Shermans in the sun: 12th Canadian Army Tank Regiment (Three Rivers) operations during Operation Husky, 10 July–17 August 1943
University of New Brunswick
Canadian participation in Operation Husky (10 July – 17 August 1943) has been re-examined by historians in recent years to address new questions about how modern western military forces waged war in Sicily in the middle off the Second World War. Earlier accounts primarily centered on Canada's infantry and artillery forces. The contributions of Canadian armoured forces remain hidden in the shadows despite the fact that the Sicilian Campaign marked the first continuous service by a Canadian tank unit in the nation's history as part of the first modern all-Canadian combined-arms force. 12th Canadian Army Tank Regiment (Three Rivers) tanks and crews played a vital role in nearly every 1st Canadian Infantry Division action in Sicily, despite the rugged, mountainous terrain there that was ill-suited to evolving Anglo-Canadian armoured doctrine. The Three Rivers supported 1st Canadian Infantry Division operations with expert technical gunnery and driving capabilities, as well as innovative leadership by junior commanders within the Regiment.
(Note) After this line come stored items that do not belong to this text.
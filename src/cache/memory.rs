//! In-process transients.

use std::io;
use std::time::Duration;

use parking_lot::Mutex;
use rustc_hash::FxHashMap;

use super::{Transients, expiry, is_expired};

#[derive(Debug, Clone)]
struct Entry {
    value: Vec<String>,
    expires: Option<u64>,
}

/// Transients held in a process-local map.
#[derive(Debug, Default)]
pub struct MemoryTransients {
    entries: Mutex<FxHashMap<String, Entry>>,
}

impl MemoryTransients {
    pub fn new() -> Self {
        Self::default()
    }

    pub fn len(&self) -> usize {
        self.entries.lock().len()
    }
}

impl Transients for MemoryTransients {
    fn get(&self, key: &str) -> Option<Vec<String>> {
        let mut entries = self.entries.lock();
        match entries.get(key) {
            Some(entry) if is_expired(entry.expires) => {
                entries.remove(key);
                None
            }
            Some(entry) => Some(entry.value.clone()),
            None => None,
        }
    }

    fn set(&self, key: &str, value: Vec<String>, ttl: Option<Duration>) {
        self.entries.lock().insert(
            key.to_string(),
            Entry {
                value,
                expires: expiry(ttl),
            },
        );
    }

    fn delete_prefix(&self, prefix: &str) -> io::Result<usize> {
        let mut entries = self.entries.lock();
        let before = entries.len();
        entries.retain(|key, _| !key.starts_with(prefix));
        Ok(before - entries.len())
    }
}
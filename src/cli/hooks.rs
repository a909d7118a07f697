//! `critpath hooks`: print the hook registration table.

use std::fmt::Write;

use anyhow::{Context, Result};

use crate::features;
use crate::hooks::{Event, HookTable};

pub fn print_hooks() -> Result<()> {
    let hooks = features::register_all().context("failed to register hooks")?;
    print!("{}", format_table(&hooks));
    Ok(())
}

/// Rows grouped by event, in dispatch order.
fn format_table(hooks: &HookTable) -> String {
    let mut out = String::new();
    let _ = writeln!(out, "{:<24} {:>8}  {:<12} HANDLER", "EVENT", "PRIORITY", "SHAPE");
    for event in Event::ALL {
        for row in hooks.subscribers(event) {
            let _ = writeln!(
                out,
                "{:<24} {:>8}  {:<12} {}",
                event.name(),
                row.priority.to_string(),
                row.callback.shape().to_string(),
                row.name
            );
        }
    }
    out
}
In practice Three Rivers soldiers drove their tanks into incredible locations from which they could lend crucial direct fire support to the infantry. In the final analysis, members of the Regiment adapted and innovated quickly to circumstances in Sicily. Despite shortcomings in training and doctrine, fundamental soldier skills and good junior leadership won the day in the Canadian Army's first armoured all-arms campaign.